Ether-linked analogue of 2-arachidonoylglycerol (noladin ether) was not detected in the brains of various mammalian species
Version of Record online: 13 MAY 2003
Journal of Neurochemistry
Volume 85, Issue 6, pages 1374–1381, June 2003
How to Cite
Oka, S., Tsuchie, A., Tokumura, A., Muramatsu, M., Suhara, Y., Takayama, H., Waku, K. and Sugiura, T. (2003), Ether-linked analogue of 2-arachidonoylglycerol (noladin ether) was not detected in the brains of various mammalian species. Journal of Neurochemistry, 85: 1374–1381. doi: 10.1046/j.1471-4159.2003.01804.x
- Issue online: 13 MAY 2003
- Version of Record online: 13 MAY 2003
- Received December 13, 2002; accepted February 10, 2003.
- ether-linked analogue;
- noladin ether
2-Eicosa-5′,8′,11′,14′-tetraenylglycerol (2-AG ether, HU310, noladin ether) is a metabolically stable ether-linked analogue of 2-arachidonoylglycerol (2-AG), an endogenous cannabinoid receptor ligand. 2-AG ether has been used as a valuable experimental tool by a number of investigators. Recently, several groups reported that 2-AG ether is present in mammalian brains. We examined in detail whether 2-AG ether actually exists in the brains of various mammalian species. We found that 2-AG ether is not present, at least in an appreciable amount, in the rat brain by gas chromatography-mass spectrometry analysis and fluorometric high performance liquid chromatography analysis. The level of 2-AG ether in the rat brain was below 0.2 pmol/g brain, if at all present. Similar results were obtained for the mouse brain, hamster brain, guinea-pig brain and pig brain.
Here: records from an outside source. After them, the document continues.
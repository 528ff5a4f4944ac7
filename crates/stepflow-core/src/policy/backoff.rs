// Copyright (c) 2025 Stepflow Team
// SPDX-License-Identifier: MIT OR Apache-2.0

//! Retry backoff arithmetic.

use crate::document::{BackoffKind, RetrySpec};
use rand::Rng;
use std::time::Duration;

const DEFAULT_MAX_DELAY_MS: u64 = 60_000;
const DEFAULT_MULTIPLIER: f64 = 2.0;
const DEFAULT_JITTER: f64 = 0.1;

/// Backoff curve computing the delay before retry attempt `n`.
#[derive(Debug, Clone)]
pub struct Backoff {
    /// Curve shape.
    pub kind: BackoffKind,
    /// Base delay in milliseconds.
    pub base_delay_ms: u64,
    /// Upper clip applied before jitter.
    pub max_delay_ms: u64,
    /// Growth factor for the exponential curve.
    pub multiplier: f64,
    /// Jitter fraction in `[0, 1]`; 0 disables jitter.
    pub jitter: f64,
}

impl Default for Backoff {
    fn default() -> Self {
        Self {
            kind: BackoffKind::Exponential,
            base_delay_ms: 1000,
            max_delay_ms: DEFAULT_MAX_DELAY_MS,
            multiplier: DEFAULT_MULTIPLIER,
            jitter: DEFAULT_JITTER,
        }
    }
}

impl From<&RetrySpec> for Backoff {
    fn from(spec: &RetrySpec) -> Self {
        Self {
            kind: spec.backoff,
            base_delay_ms: spec.delay,
            ..Self::default()
        }
    }
}

impl Backoff {
    /// Creates a backoff with the given curve and base delay.
    pub fn new(kind: BackoffKind, base_delay_ms: u64) -> Self {
        Self {
            kind,
            base_delay_ms,
            ..Self::default()
        }
    }

    /// Disables jitter; handy for deterministic tests.
    #[must_use]
    pub fn without_jitter(mut self) -> Self {
        self.jitter = 0.0;
        self
    }

    /// Caps the pre-jitter delay.
    #[must_use]
    pub fn with_max_delay_ms(mut self, max: u64) -> Self {
        self.max_delay_ms = max;
        self
    }

    /// Delay before attempt `n` (1-based).
    ///
    /// fixed = base; linear = base * n; exponential = base * mult^(n-1).
    /// The result is clipped to `max_delay_ms`, then jittered by a uniform
    /// offset in `[-J, +J]` with `J = clipped * jitter`, clamped at zero
    /// and rounded to whole milliseconds.
    pub fn delay(&self, attempt: u32) -> Duration {
        let attempt = attempt.max(1);
        let raw = match self.kind {
            BackoffKind::Fixed => self.base_delay_ms as f64,
            BackoffKind::Linear => self.base_delay_ms as f64 * attempt as f64,
            BackoffKind::Exponential => {
                self.base_delay_ms as f64 * self.multiplier.powi(attempt as i32 - 1)
            }
        };
        let clipped = raw.min(self.max_delay_ms as f64);
        let jittered = if self.jitter > 0.0 {
            let j = clipped * self.jitter;
            let offset = rand::thread_rng().gen_range(-j..=j);
            (clipped + offset).max(0.0)
        } else {
            clipped
        };
        Duration::from_millis(jittered.round() as u64)
    }

    /// Sum of delays for attempts `1..=n`.
    pub fn total_delay(&self, attempts: u32) -> Duration {
        (1..=attempts).map(|n| self.delay(n)).sum()
    }
}

#[cfg(test)]
mod tests {
    use super::*;

    #[test]
    fn fixed_delay_is_constant() {
        let b = Backoff::new(BackoffKind::Fixed, 250).without_jitter();
        for n in 1..=5 {
            assert_eq!(b.delay(n), Duration::from_millis(250));
        }
    }

    #[test]
    fn linear_delay_scales_with_attempt() {
        let b = Backoff::new(BackoffKind::Linear, 100).without_jitter();
        assert_eq!(b.delay(1), Duration::from_millis(100));
        assert_eq!(b.delay(3), Duration::from_millis(300));
    }

    #[test]
    fn exponential_delay_follows_power_curve() {
        let b = Backoff::new(BackoffKind::Exponential, 100).without_jitter();
        assert_eq!(b.delay(1), Duration::from_millis(100));
        assert_eq!(b.delay(2), Duration::from_millis(200));
        assert_eq!(b.delay(4), Duration::from_millis(800));
    }

    #[test]
    fn delay_is_clipped_to_max() {
        let b = Backoff::new(BackoffKind::Exponential, 1000)
            .without_jitter()
            .with_max_delay_ms(3000);
        assert_eq!(b.delay(10), Duration::from_millis(3000));
    }

    #[test]
    fn jitter_stays_within_bounds() {
        let b = Backoff {
            kind: BackoffKind::Fixed,
            base_delay_ms: 1000,
            max_delay_ms: DEFAULT_MAX_DELAY_MS,
            multiplier: DEFAULT_MULTIPLIER,
            jitter: 0.2,
        };
        for _ in 0..100 {
            let d = b.delay(1).as_millis() as f64;
            assert!((800.0..=1200.0).contains(&d), "delay {d} out of bounds");
        }
    }

    #[test]
    fn total_delay_sums_attempts() {
        let b = Backoff::new(BackoffKind::Linear, 100).without_jitter();
        assert_eq!(b.total_delay(3), Duration::from_millis(600));
    }

    #[test]
    fn spec_conversion_keeps_curve_and_base() {
        let spec = RetrySpec {
            max: 5,
            backoff: BackoffKind::Linear,
            delay: 42,
        };
        let b = Backoff::from(&spec);
        assert_eq!(b.kind, BackoffKind::Linear);
        assert_eq!(b.base_delay_ms, 42);
        assert_eq!(b.max_delay_ms, DEFAULT_MAX_DELAY_MS);
    }
}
The fact that 2-AG ether was not detected in the brains of various mammalian species is consistent with the fact that an ether bond is formed through enzymatic replacement of the fatty acyl moiety of 1-acyl dihydroxyacetone phosphate by a fatty alcohol, the resultant 1-O-alkyl dihydroxyacetone phosphate being a common intermediate of the biosynthesis of ether-linked lipids in mammalian tissues. It is rather questionable whether 2-AG ether is present in appreciable amounts in the brain and acts as an ‘endogenous’ cannabinoid receptor ligand.